During a wide-ranging debate that included the use of drones inside U.S. borders, elections history, gun control, immigration and the threat lawmakers face of being “primaried,” healthcare was, in fact, the only part of the discussion where both the conservative Rove and progressive Carville were visibly angry with each other.

And it all come down to the money.

Rove undertook the topic first by saying that the Patient Protection and Affordable Care Act will ultimately collapse. “Obamacare is going to be proven a gigantic disaster financially,” Rove said, adding that the Medicaid expansion and health insurance exchange provisions are financially unsustainable.

“If you’re a company, you’re stupid to continue carrying insurance,” Rove continued. “Dump it and pay the $2,000 fine per employee.”

Carville fired back. “I don’t want to say it too loud – the last three years have been the best three years in terms of containing healthcare costs,” Carville said, in an intentionally comical radio-staticky voice covered by his hand that drew laughs from the audience. “Medicare delivers healthcare cheaper than any other system.”

Rove countered that attributing lower healthcare costs in the last three years to Obamacare is inaccurate and that America’s healthcare costs also dipped during the early 1991-1992 recession as well. “Some of that may be related to the fact that people feel they can’t go to the doctor,” Rove said. “Let’s not give credit to a bill that hasn’t started yet.”

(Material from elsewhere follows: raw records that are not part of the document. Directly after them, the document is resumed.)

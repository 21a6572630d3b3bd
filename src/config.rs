//! Dashboard Configuration Module
//! Paths, remote source and aggregation policy, with optional JSON overrides.

use crate::aggregate::{Locale, SpatialJoin};
use serde::Deserialize;
use std::path::{Path, PathBuf};
use thiserror::Error;

/// File looked up in the working directory for overrides.
pub const CONFIG_FILE_NAME: &str = "dashboard.json";

/// Content id of the published incident table.
pub const DEFAULT_REMOTE_FILE_ID: &str = "1Yda-fY9I60L_dAUha5Fk31iUC-sB_GGz";

/// `{id}` is replaced with the content id.
pub const DEFAULT_DOWNLOAD_URL: &str =
    "https://drive.google.com/uc?export=download&confirm=t&id={id}";

/// Years below this share of all incidents are folded into "Others".
pub const DEFAULT_OTHERS_THRESHOLD: f64 = 0.01;

#[derive(Error, Debug)]
pub enum ConfigError {
    #[error("Failed to read {path}: {source}")]
    Io {
        path: PathBuf,
        source: std::io::Error,
    },
    #[error("Invalid config {path}: {source}")]
    Parse {
        path: PathBuf,
        source: serde_json::Error,
    },
    #[error("others_threshold must be within [0, 1), got {0}")]
    InvalidThreshold(f64),
}

/// Everything the pipeline needs to know before the first frame.
#[derive(Debug, Clone, Deserialize)]
#[serde(default, deny_unknown_fields)]
pub struct DashboardConfig {
    pub incident_path: PathBuf,
    pub boundary_path: PathBuf,
    pub remote_file_id: String,
    pub download_url: String,
    pub others_threshold: f64,
    pub spatial_join: SpatialJoin,
    pub locale: Locale,
}

impl Default for DashboardConfig {
    fn default() -> Self {
        Self {
            incident_path: PathBuf::from("major-crime-indicators.csv"),
            boundary_path: PathBuf::from("toronto_neighborhoods140.geojson"),
            remote_file_id: DEFAULT_REMOTE_FILE_ID.to_string(),
            download_url: DEFAULT_DOWNLOAD_URL.to_string(),
            others_threshold: DEFAULT_OTHERS_THRESHOLD,
            spatial_join: SpatialJoin::default(),
            locale: Locale::default(),
        }
    }
}

impl DashboardConfig {
    /// Load `dashboard.json` from `dir` if present, defaults otherwise.
    pub fn discover(dir: &Path) -> Result<Self, ConfigError> {
        let path = dir.join(CONFIG_FILE_NAME);
        if !path.exists() {
            log::debug!("No {} in {}, using defaults", CONFIG_FILE_NAME, dir.display());
            return Ok(Self::default());
        }
        Self::from_file(&path)
    }

    /// Load and validate a config file. Missing fields keep their defaults.
    pub fn from_file(path: &Path) -> Result<Self, ConfigError> {
        let text = std::fs::read_to_string(path).map_err(|source| ConfigError::Io {
            path: path.to_path_buf(),
            source,
        })?;
        let config: Self = serde_json::from_str(&text).map_err(|source| ConfigError::Parse {
            path: path.to_path_buf(),
            source,
        })?;
        config.validate()?;
        log::info!("Loaded configuration from {}", path.display());
        Ok(config)
    }

    pub fn validate(&self) -> Result<(), ConfigError> {
        if !(0.0..1.0).contains(&self.others_threshold) {
            return Err(ConfigError::InvalidThreshold(self.others_threshold));
        }
        Ok(())
    }

    /// Resolved remote URL for the incident table.
    pub fn remote_url(&self) -> String {
        self.download_url.replace("{id}", &self.remote_file_id)
    }
}

#[cfg(test)]
mod tests {
    use super::*;
    use std::io::Write;

    #[test]
    fn defaults_match_published_dataset() {
        let config = DashboardConfig::default();
        assert_eq!(
            config.remote_url(),
            "https://drive.google.com/uc?export=download&confirm=t&id=1Yda-fY9I60L_dAUha5Fk31iUC-sB_GGz"
        );
        assert_eq!(config.others_threshold, 0.01);
        assert_eq!(config.spatial_join, SpatialJoin::Inner);
        assert_eq!(config.locale, Locale::Indonesian);
    }

    #[test]
    fn partial_file_keeps_remaining_defaults() {
        let dir = tempfile::tempdir().unwrap();
        let mut file = std::fs::File::create(dir.path().join(CONFIG_FILE_NAME)).unwrap();
        write!(
            file,
            r#"{{ "others_threshold": 0.05, "spatial_join": "keep_all_boundaries", "locale": "english" }}"#
        )
        .unwrap();

        let config = DashboardConfig::discover(dir.path()).unwrap();
        assert_eq!(config.others_threshold, 0.05);
        assert_eq!(config.spatial_join, SpatialJoin::KeepAllBoundaries);
        assert_eq!(config.locale, Locale::English);
        assert_eq!(config.incident_path, PathBuf::from("major-crime-indicators.csv"));
    }

    #[test]
    fn missing_file_yields_defaults() {
        let dir = tempfile::tempdir().unwrap();
        let config = DashboardConfig::discover(dir.path()).unwrap();
        assert_eq!(config.remote_file_id, DEFAULT_REMOTE_FILE_ID);
    }

    #[test]
    fn rejects_out_of_range_threshold() {
        let dir = tempfile::tempdir().unwrap();
        let path = dir.path().join(CONFIG_FILE_NAME);
        std::fs::write(&path, r#"{ "others_threshold": 1.5 }"#).unwrap();

        let err = DashboardConfig::from_file(&path).unwrap_err();
        assert!(matches!(err, ConfigError::InvalidThreshold(t) if t == 1.5));
    }

    #[test]
    fn rejects_unknown_keys() {
        let dir = tempfile::tempdir().unwrap();
        let path = dir.path().join(CONFIG_FILE_NAME);
        std::fs::write(&path, r#"{ "threshold": 0.1 }"#).unwrap();

        assert!(matches!(
            DashboardConfig::from_file(&path),
            Err(ConfigError::Parse { .. })
        ));
    }
}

While a loud clap roared from the audience reacting to Rove, Carville piped right up. “This ain’t Fox News, you can’t just make stuff up,” he said, stating that he did not attribute the lower costs to Obamacare. “If we’re delivering healthcare at 18 percent of the GDP and no other country is breaking 12 percent, that’s something we might need to take a look at.”

Cutting Medicaid would potentially bankrupt families that need care, he added.

“Medicaid is busting state budgets. Medicaid, let’s be honest, it’s second-class healthcare. It’s a shame on this country,” Rove argued. “The Affordable Care Act is more of the traditional model that’s not working.”

Carville maintained that something needed to be done and the ACA is essentially a start, a work in progress such that can be tailored as the government learns what works and what does not. Rove stuck to the free market model. But they essentially agreed that the costs need to come down.

“The insurance companies are not trying to make providers rich,” Rove cracked, generating laughs among the crowd. Carville, also earning chuckles, suggested: “Read a hospital bill: it’s about as reliable as the price of a rug in Istanbul.”